L’absentéisme en Suisse et en Europe


Nous connaissons tous l’absentéisme. En Suisse, ainsi que dans beaucoup de pays de l’Union Européenne, les heures d’absence correspondent au temps pendant lequel une personne n’est pas à son lieu de travail, alors qu’elle aurait normalement dû y être, ceci dû à la maladie, à un accident, à un congé maternité, au service militaire ou civil, ou à des raisons personnelles et/ou familiales, voir même aux intempéries. Les vacances, les jours fériés et les absences dues à la flexibilité des horaires de travail, ne sont pas considérés comme des absences (Office Fédéral de la Statistique, 2019). Toujours en Suisse, les taux d’absentéisme varient de 2% à 5% selon le secteur économique.

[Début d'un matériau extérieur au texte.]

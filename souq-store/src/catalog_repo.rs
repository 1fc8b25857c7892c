use async_trait::async_trait;
use rust_decimal::Decimal;
use sqlx::PgPool;
use uuid::Uuid;

use souq_catalog::inventory::{InventoryLedger, LedgerLine};
use souq_catalog::product::{Product, ProductStatus, ProductStore, StockLevel};
use souq_core::error::{Error, Result};

use crate::db_err;

pub struct PgCatalogStore {
    pool: PgPool,
}

impl PgCatalogStore {
    pub fn new(pool: PgPool) -> Self {
        Self { pool }
    }
}

#[derive(sqlx::FromRow)]
struct ProductRow {
    id: Uuid,
    vendor_id: Uuid,
    title: String,
    price: Decimal,
    status: String,
    category_surcharge_rate: Decimal,
    quantity: i32,
    sales_count: i32,
    total_sales: Decimal,
}

impl ProductRow {
    fn into_product(self) -> Product {
        Product {
            id: self.id,
            vendor_id: self.vendor_id,
            title: self.title,
            price: self.price,
            status: if self.status == "active" {
                ProductStatus::Active
            } else {
                ProductStatus::Inactive
            },
            category_surcharge_rate: self.category_surcharge_rate,
            inventory: StockLevel {
                quantity: self.quantity,
                sales_count: self.sales_count,
                total_sales: self.total_sales,
            },
        }
    }
}

#[async_trait]
impl ProductStore for PgCatalogStore {
    async fn get(&self, id: Uuid) -> Result<Option<Product>> {
        let row = sqlx::query_as::<_, ProductRow>(
            "SELECT id, vendor_id, title, price, status, category_surcharge_rate, quantity, sales_count, total_sales \
             FROM products WHERE id = $1",
        )
        .bind(id)
        .fetch_optional(&self.pool)
        .await
        .map_err(db_err)?;

        Ok(row.map(ProductRow::into_product))
    }
}

#[async_trait]
impl InventoryLedger for PgCatalogStore {
    async fn commit(&self, lines: &[LedgerLine]) -> Result<()> {
        for line in lines {
            // Single conditional decrement; two racing commits serialize on
            // the row and the loser sees rows_affected == 0.
            let result = sqlx::query(
                "UPDATE products \
                 SET quantity = quantity - $2, \
                     sales_count = sales_count + $2, \
                     total_sales = total_sales + $3, \
                     updated_at = NOW() \
                 WHERE id = $1 AND quantity >= $2",
            )
            .bind(line.product_id)
            .bind(line.quantity)
            .bind(line.line_total)
            .execute(&self.pool)
            .await
            .map_err(db_err)?;

            if result.rows_affected() == 0 {
                let available: Option<i32> =
                    sqlx::query_scalar("SELECT quantity FROM products WHERE id = $1")
                        .bind(line.product_id)
                        .fetch_optional(&self.pool)
                        .await
                        .map_err(db_err)?;

                return Err(match available {
                    Some(available) => Error::conflict(format!(
                        "insufficient stock for product {}: requested {}, available {available}",
                        line.product_id, line.quantity
                    )),
                    None => Error::not_found(format!("product {} not tracked", line.product_id)),
                });
            }
        }
        Ok(())
    }

    async fn release(&self, lines: &[LedgerLine]) -> Result<()> {
        for line in lines {
            let result = sqlx::query(
                "UPDATE products \
                 SET quantity = quantity + $2, \
                     sales_count = sales_count - $2, \
                     total_sales = total_sales - $3, \
                     updated_at = NOW() \
                 WHERE id = $1",
            )
            .bind(line.product_id)
            .bind(line.quantity)
            .bind(line.line_total)
            .execute(&self.pool)
            .await
            .map_err(db_err)?;

            if result.rows_affected() == 0 {
                return Err(Error::not_found(format!(
                    "product {} not tracked",
                    line.product_id
                )));
            }
        }
        Ok(())
    }
}
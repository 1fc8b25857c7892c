use async_trait::async_trait;
use rust_decimal::Decimal;
use serde::{Deserialize, Serialize};
use uuid::Uuid;

use souq_core::error::Result;

#[derive(Debug, Clone, Copy, Serialize, Deserialize, PartialEq, Eq)]
#[serde(rename_all = "snake_case")]
pub enum ProductStatus {
    Active,
    Inactive,
}

/// Tracked stock counters for a product
#[derive(Debug, Clone, Serialize, Deserialize, PartialEq, Eq)]
pub struct StockLevel {
    pub quantity: i32,
    pub sales_count: i32,
    pub total_sales: Decimal,
}

impl StockLevel {
    pub fn new(quantity: i32) -> Self {
        Self {
            quantity,
            sales_count: 0,
            total_sales: Decimal::ZERO,
        }
    }
}

/// Catalog snapshot of a sellable product.
///
/// The catalog itself (CRUD, categories, brands) is an external collaborator;
/// the workflow only ever reads this view.
#[derive(Debug, Clone, Serialize, Deserialize)]
pub struct Product {
    pub id: Uuid,
    pub vendor_id: Uuid,
    pub title: String,
    pub price: Decimal,
    pub status: ProductStatus,
    /// Category-specific service-charge rate folded in at order creation
    pub category_surcharge_rate: Decimal,
    pub inventory: StockLevel,
}

impl Product {
    pub fn is_active(&self) -> bool {
        self.status == ProductStatus::Active
    }
}

/// Read-only product lookup used by the cart and order creation.
///
/// Stock read through here is advisory only; the authoritative decrement is
/// the ledger commit at payment time.
#[async_trait]
pub trait ProductStore: Send + Sync {
    async fn get(&self, id: Uuid) -> Result<Option<Product>>;

    async fn get_many(&self, ids: &[Uuid]) -> Result<Vec<Product>> {
        let mut found = Vec::with_capacity(ids.len());
        for id in ids {
            if let Some(p) = self.get(*id).await? {
                found.push(p);
            }
        }
        Ok(found)
    }
}
pub mod manager;
pub mod models;
pub mod repository;

pub use manager::CartService;
pub use models::{Cart, CartCharges, CartItem, CartTotals, DraftItem, OrderDraft};
pub use repository::{CartStore, MemoryCartStore};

L’absentéisme engendre une charge annuelle directe CHF4.2 milliards pour l’économie suisse, selon une étude commandée par le Secrétariat d’Etat à l’économie SECO. On peut y ajouter les coûts indirects (perte de productivité, désorganisation de l’équipe, retards et dégradation des conditions de travail) qui représentent entre 3 et 5 fois plus que les coûts directs.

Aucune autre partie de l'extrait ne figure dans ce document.